● DATA FOR ANALYSIS:
------------------------

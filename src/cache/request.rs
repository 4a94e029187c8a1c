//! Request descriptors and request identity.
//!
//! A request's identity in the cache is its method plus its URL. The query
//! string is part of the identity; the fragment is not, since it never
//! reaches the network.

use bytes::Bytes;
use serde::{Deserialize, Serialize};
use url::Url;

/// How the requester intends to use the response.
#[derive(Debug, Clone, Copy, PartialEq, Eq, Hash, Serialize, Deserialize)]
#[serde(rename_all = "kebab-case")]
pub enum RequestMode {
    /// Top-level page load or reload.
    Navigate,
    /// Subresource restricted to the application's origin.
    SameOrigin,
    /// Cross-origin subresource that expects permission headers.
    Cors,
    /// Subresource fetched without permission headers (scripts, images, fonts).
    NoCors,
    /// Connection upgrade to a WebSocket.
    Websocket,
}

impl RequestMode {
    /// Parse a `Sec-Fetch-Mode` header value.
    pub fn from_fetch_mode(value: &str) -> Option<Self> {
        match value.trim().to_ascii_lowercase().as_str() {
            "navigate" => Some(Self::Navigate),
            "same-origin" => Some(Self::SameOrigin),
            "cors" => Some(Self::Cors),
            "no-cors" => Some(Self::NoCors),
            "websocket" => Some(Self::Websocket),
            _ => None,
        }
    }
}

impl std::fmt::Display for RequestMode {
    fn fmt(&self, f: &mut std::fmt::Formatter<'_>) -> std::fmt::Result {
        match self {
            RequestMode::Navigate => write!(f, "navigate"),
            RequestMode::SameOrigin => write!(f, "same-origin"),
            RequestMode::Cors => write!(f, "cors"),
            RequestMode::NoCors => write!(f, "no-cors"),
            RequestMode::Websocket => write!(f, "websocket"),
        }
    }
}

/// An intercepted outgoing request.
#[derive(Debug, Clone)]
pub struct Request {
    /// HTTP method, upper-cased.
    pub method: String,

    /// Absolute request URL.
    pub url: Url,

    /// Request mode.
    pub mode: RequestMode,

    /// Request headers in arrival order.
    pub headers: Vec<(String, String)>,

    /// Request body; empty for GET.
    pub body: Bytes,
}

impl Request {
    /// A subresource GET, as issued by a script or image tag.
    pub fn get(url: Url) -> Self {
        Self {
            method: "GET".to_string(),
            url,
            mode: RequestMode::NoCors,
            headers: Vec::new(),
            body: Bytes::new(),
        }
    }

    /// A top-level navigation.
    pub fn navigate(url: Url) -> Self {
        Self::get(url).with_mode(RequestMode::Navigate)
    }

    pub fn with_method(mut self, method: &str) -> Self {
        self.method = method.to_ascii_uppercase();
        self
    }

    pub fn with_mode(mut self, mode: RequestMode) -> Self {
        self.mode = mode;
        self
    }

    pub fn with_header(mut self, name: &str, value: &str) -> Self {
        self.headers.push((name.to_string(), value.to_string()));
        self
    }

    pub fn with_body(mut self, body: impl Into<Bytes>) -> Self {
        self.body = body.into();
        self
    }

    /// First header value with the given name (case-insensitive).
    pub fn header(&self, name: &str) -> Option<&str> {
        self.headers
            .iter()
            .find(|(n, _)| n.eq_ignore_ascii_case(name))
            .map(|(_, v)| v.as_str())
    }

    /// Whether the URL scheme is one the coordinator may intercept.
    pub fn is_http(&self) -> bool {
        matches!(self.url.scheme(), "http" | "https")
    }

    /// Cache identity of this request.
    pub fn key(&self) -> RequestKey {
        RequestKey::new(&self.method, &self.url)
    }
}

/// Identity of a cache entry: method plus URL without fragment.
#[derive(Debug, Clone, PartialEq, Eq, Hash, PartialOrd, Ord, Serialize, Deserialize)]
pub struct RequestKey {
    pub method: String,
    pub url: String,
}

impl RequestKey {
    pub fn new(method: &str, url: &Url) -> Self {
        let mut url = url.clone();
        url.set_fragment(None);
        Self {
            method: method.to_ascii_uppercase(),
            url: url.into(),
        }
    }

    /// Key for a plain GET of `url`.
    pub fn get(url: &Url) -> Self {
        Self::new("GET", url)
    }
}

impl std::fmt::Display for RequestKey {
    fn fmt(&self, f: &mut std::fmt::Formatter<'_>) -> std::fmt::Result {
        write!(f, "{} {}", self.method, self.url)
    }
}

------------------------

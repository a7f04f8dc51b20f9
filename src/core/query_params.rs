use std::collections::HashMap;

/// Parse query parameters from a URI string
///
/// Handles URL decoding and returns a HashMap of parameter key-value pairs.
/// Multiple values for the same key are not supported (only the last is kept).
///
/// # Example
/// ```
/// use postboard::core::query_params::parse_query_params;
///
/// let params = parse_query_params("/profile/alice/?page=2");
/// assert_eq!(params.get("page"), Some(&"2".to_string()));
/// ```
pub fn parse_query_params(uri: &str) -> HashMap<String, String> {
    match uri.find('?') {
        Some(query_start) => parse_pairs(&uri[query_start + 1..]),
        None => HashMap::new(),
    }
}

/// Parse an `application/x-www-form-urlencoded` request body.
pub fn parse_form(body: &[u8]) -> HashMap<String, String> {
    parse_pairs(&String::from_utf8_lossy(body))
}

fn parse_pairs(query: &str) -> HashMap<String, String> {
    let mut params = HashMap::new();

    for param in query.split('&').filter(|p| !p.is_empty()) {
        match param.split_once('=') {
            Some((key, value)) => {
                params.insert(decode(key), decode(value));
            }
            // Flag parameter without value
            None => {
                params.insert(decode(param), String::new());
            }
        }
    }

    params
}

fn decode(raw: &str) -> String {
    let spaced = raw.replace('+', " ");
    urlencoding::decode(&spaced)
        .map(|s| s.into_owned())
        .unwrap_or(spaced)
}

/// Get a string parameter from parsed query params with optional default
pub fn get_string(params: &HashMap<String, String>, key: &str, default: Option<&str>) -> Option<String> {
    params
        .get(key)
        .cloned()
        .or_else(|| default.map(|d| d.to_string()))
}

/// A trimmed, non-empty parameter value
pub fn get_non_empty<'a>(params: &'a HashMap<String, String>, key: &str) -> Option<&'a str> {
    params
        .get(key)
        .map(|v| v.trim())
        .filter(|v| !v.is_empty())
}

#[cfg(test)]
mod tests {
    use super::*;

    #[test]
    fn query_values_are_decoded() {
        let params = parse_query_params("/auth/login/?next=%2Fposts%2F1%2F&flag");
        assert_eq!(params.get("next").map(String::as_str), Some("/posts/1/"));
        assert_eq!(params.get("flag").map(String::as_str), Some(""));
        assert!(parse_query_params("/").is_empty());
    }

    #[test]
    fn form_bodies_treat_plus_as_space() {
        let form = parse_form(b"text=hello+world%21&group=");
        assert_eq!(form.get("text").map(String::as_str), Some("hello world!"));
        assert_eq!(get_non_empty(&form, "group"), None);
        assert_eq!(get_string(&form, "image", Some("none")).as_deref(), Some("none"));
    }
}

------------------------

● WHAT NEEDS TO BE DONE:
Beginning with the line containing "filename src/cache/request.rs" in the material above, copy every line exactly until you have copied the line containing "use the response.".

● REPLY TO THE EXERCISE:
filename src/cache/request.rs
repository 4a94e029187c8a1c
//! Request descriptors and request identity.
//!
//! A request's identity in the cache is its method plus its URL. The query
//! string is part of the identity; the fragment is not, since it never
//! reaches the network.

use bytes::Bytes;
use serde::{Deserialize, Serialize};
use url::Url;

/// How the requester intends to use the response.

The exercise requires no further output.